Is there a relationship between \Delta H_{sys} and \Delta S_{surroundings}?

[erty]

According to the 2nd law of thermodynamics, a spontaneous process will occur (or rather: is very likely to occur) if \Delta S > 0.

A chemical process occurs if \Delta G < 0, where G = H - TS.

Example:
H = -100 kJ
T = 1 K
S = -10 kJ/K
so \Delta G = - 190 kJ. In this example, \Delta G < 0 but \Delta S < 0.
Doesn't this contradict the 2nd law?

 

[dextercioby]

I don't see an S_{1} and an S_{2} so how did you compute \Delta S ?

Daniel.

 

[erty]

I don't see an S_{1} and an S_{2} so how did you compute \Delta S ?

Daniel.

Okay, then
\Delta H = -100 \mbox{kJ}
T = 1 \mbox{K} and
\Delta S = -10 \mbox{kJ/K}
because \Delta G = \Delta H - T\Delta S where T is constant.

 

[vanesch]

Okay, then
\Delta H = -100 \mbox{kJ}
T = 1 \mbox{K} and
\Delta S = -10 \mbox{kJ/K}
because \Delta G = \Delta H - T\Delta S where T is constant.

If H changes, then that means that the system is not left to itself but is externally acted upon. So we are not dealing with a spontaneous process.

 

[erty]

If H changes, then that means that the system is not left to itself but is externally acted upon. So we are not dealing with a spontaneous process.

If \Delta H < 0, then enthalpy is released from the system to the surroundings. It would make sense, if I had to add enthalpy (\Delta H > 0, \qquad H = U + pV) and the entropy decreased, but that's not true according to the Gibbs energy.

 

[vivesdn]

If the system is isolated, a spontaneous process will increase its entropy. The Universe is an isolated system in itself, so entropy is always increasing.
But if there is a variation in entalpy (a decrease) at constant temperature T, for sure your system is not isolated. The environment is absorbing such energy, increasing its entropy in a greater extent than the entropy lost by the system (the variation, in absolute value, of the entalpy is grater than that of the entropy, as variation og G is negative). So the universe, the system and the environment, experiments an increase in entropy. This is the result of the second law. No contradiction at all.

 

[vanesch]

If \Delta H < 0, then enthalpy is released from the system to the surroundings. It would make sense, if I had to add enthalpy (\Delta H > 0, \qquad H = U + pV) and the entropy decreased, but that's not true according to the Gibbs energy.

No of course not. Take water. You extract enthalpy (you cool it). It freezes, and its entropy decreases...

 

[erty]

If the system is isolated, a spontaneous process will increase its entropy. The Universe is an isolated system in itself, so entropy is always increasing.
But if there is a variation in entalpy (a decrease) at constant temperature T, for sure your system is not isolated. The environment is absorbing such energy, increasing its entropy in a greater extent than the entropy lost by the system (the variation, in absolute value, of the entalpy is grater than that of the entropy, as variation og G is negative). So the universe, the system and the environment, experiments an increase in entropy. This is the result of the second law. No contradiction at all.

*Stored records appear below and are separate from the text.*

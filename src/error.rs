use std::fmt;

use thiserror::Error;

use crate::types::ValidationOutcome;

/// Convenience result type for internal validation steps.
pub type ValidationResult<T> = Result<T, Rejection>;

/// Why an upload was turned away.
///
/// The [`fmt::Display`] output of every variant is the user-facing reason placed in
/// [`ValidationOutcome::reason`].
#[derive(Debug, Error)]
pub enum Rejection {
    /// The upload failed presence/extension/size checks; nothing was parsed.
    #[error(transparent)]
    Admission(#[from] AdmissionError),

    /// The header (or overall file shape) is wrong; no record was checked.
    #[error(transparent)]
    Schema(#[from] SchemaError),

    /// A single record violated a rule; later records were not checked.
    #[error(transparent)]
    Row(#[from] RowError),

    /// The payload could not be decoded as the declared format.
    #[error("failed to validate file: {0}")]
    Decode(#[from] DecodeFault),
}

impl Rejection {
    /// 1-based line/row number for row-level rejections.
    pub fn row_number(&self) -> Option<usize> {
        match self {
            Self::Row(e) => Some(e.number),
            _ => None,
        }
    }

    /// Convert into a failing [`ValidationOutcome`].
    pub fn to_outcome(&self) -> ValidationOutcome {
        ValidationOutcome::failure(self.to_string(), self.row_number())
    }
}

/// Pre-parsing admission failures.
#[derive(Debug, Clone, PartialEq, Eq, Error)]
pub enum AdmissionError {
    #[error("no file received")]
    NoFile,

    #[error("unsupported extension '{extension}': only {allowed} files are accepted")]
    UnsupportedExtension { extension: String, allowed: String },

    #[error("file exceeds size ceiling: maximum size is {} ({max_bytes} bytes), got {found_bytes} bytes", human_size(.max_bytes))]
    TooLarge { max_bytes: u64, found_bytes: u64 },
}

/// File-level structural failures.
#[derive(Debug, Clone, PartialEq, Eq, Error)]
pub enum SchemaError {
    #[error("file is empty")]
    Empty,

    #[error("file needs a header line and at least one data line")]
    MissingDataLine,

    #[error("expected exactly {expected} pipe-separated columns, found {found}")]
    ColumnCount { expected: usize, found: usize },

    #[error("column {column} of the header is empty, expected '{expected}'")]
    BlankHeader { column: usize, expected: &'static str },

    #[error("column {column} must be '{expected}', but found '{found}'")]
    HeaderMismatch {
        column: usize,
        expected: &'static str,
        found: String,
    },

    #[error("no worksheet present")]
    NoWorksheet,

    #[error("worksheet is empty")]
    EmptyWorksheet,

    #[error("file needs at least one data row besides the header")]
    NoDataRows,
}

/// How a reader names its records in messages.
#[derive(Debug, Clone, Copy, PartialEq, Eq)]
pub enum RecordLabel {
    /// Text uploads: lines.
    Line,
    /// Spreadsheet uploads: rows.
    Row,
}

impl fmt::Display for RecordLabel {
    fn fmt(&self, f: &mut fmt::Formatter<'_>) -> fmt::Result {
        match self {
            Self::Line => f.write_str("Line"),
            Self::Row => f.write_str("Row"),
        }
    }
}

/// A record-level failure, located by its 1-based line/row number.
#[derive(Debug, Clone, PartialEq, Eq, Error)]
#[error("{label} {number}: {violation}")]
pub struct RowError {
    pub label: RecordLabel,
    pub number: usize,
    pub violation: FieldViolation,
}

/// The first rule a record broke.
#[derive(Debug, Clone, PartialEq, Eq, Error)]
pub enum FieldViolation {
    #[error("expected {expected} fields separated by '|', found {found}")]
    FieldCount { expected: usize, found: usize },

    #[error("{column} must not be empty")]
    Blank { column: &'static str },

    #[error("{column} must be between {min} and {max} characters")]
    Length {
        column: &'static str,
        min: usize,
        max: usize,
    },

    #[error("{column} has an invalid format")]
    Pattern { column: &'static str },

    #[error("{column} must be a valid integer, found '{raw}'")]
    NotInteger { column: &'static str, raw: String },

    #[error("{column} must be between {min} and {max}, found {value}")]
    OutOfRange {
        column: &'static str,
        min: i32,
        max: i32,
        value: i32,
    },
}

/// The payload could not be decoded at all.
#[derive(Debug, Error)]
pub enum DecodeFault {
    /// Reading the upload stream failed.
    #[error("read error: {0}")]
    Read(#[from] std::io::Error),

    /// Text payload is not valid UTF-8.
    #[error("text is not valid UTF-8: {0}")]
    Utf8(#[from] std::str::Utf8Error),

    /// Pipe-delimited payload could not be tokenized.
    #[error("text error: {0}")]
    Csv(#[from] csv::Error),

    /// Workbook payload is corrupt or not an `.xlsx` file.
    #[error("workbook error: {0}")]
    Workbook(#[from] calamine::XlsxError),
}

/// Failure loading an [`crate::ingestion::AdmissionPolicy`] from configuration.
#[derive(Debug, Error)]
pub enum ConfigError {
    #[error("io error: {0}")]
    Io(#[from] std::io::Error),

    #[error("invalid policy config: {0}")]
    Json(#[from] serde_json::Error),
}

fn human_size(bytes: &u64) -> String {
    const MIB: u64 = 1024 * 1024;
    let bytes = *bytes;
    if bytes % MIB == 0 {
        format!("{} MB", bytes / MIB)
    } else {
        format!("{bytes} bytes")
    }
}

#[cfg(test)]
mod tests {
    use super::*;

    #[test]
    fn row_error_message_carries_label_and_number() {
        let err = RowError {
            label: RecordLabel::Row,
            number: 2,
            violation: FieldViolation::Pattern { column: "Telefono" },
        };
        assert_eq!(err.to_string(), "Row 2: Telefono has an invalid format");

        let rejection = Rejection::from(err);
        assert_eq!(rejection.row_number(), Some(2));
        let outcome = rejection.to_outcome();
        assert!(!outcome.valid);
        assert_eq!(outcome.row_number, Some(2));
    }

    #[test]
    fn decode_fault_is_prefixed_with_generic_reason() {
        let err = std::str::from_utf8(&[0xff, 0xfe, 0x00]).unwrap_err();
        let rejection = Rejection::from(DecodeFault::from(err));
        assert!(rejection.to_string().starts_with("failed to validate file: "));
        assert_eq!(rejection.row_number(), None);
    }

    #[test]
    fn too_large_reports_megabytes() {
        let err = AdmissionError::TooLarge {
            max_bytes: 5 * 1024 * 1024,
            found_bytes: 6 * 1024 * 1024,
        };
        let msg = err.to_string();
        assert!(msg.contains("exceeds size ceiling"));
        assert!(msg.contains("5 MB"));
    }
}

I get it, thanks! \Delta S_{total} > 0, even though \Delta S_{sys} < 0, because \Delta H_{sys} < 0 according to the Gibbs energy and the conditions for a spontaneous process.

Is it possible to calculate the \Delta S_{surroundings}, if I know the \Delta H_{sys}? I mean, is there any proportionality between those two variables?

 

[erty]

No of course not. Take water. You extract enthalpy (you cool it). It freezes, and its entropy decreases...

Yes, but the \Delta S_{total} > 0, because the surroundings get warmer.
(Or did I get this wrong?)

 

[vivesdn]

Is it possible to calculate the \Delta S_{surroundings}, if I know the \Delta H_{sys}? I mean, is there any proportionality between those two variables?

If my memory is still readable, I would say that \Delta S_{surroundings} is equal to \Delta H_{sys} if volume is constant (more generally, if there is no work performed of PV type). Then \Delta H_{sys} is the thermal energy transferred.
If there is work performed, then enthalpy is not equal to Q, the heat.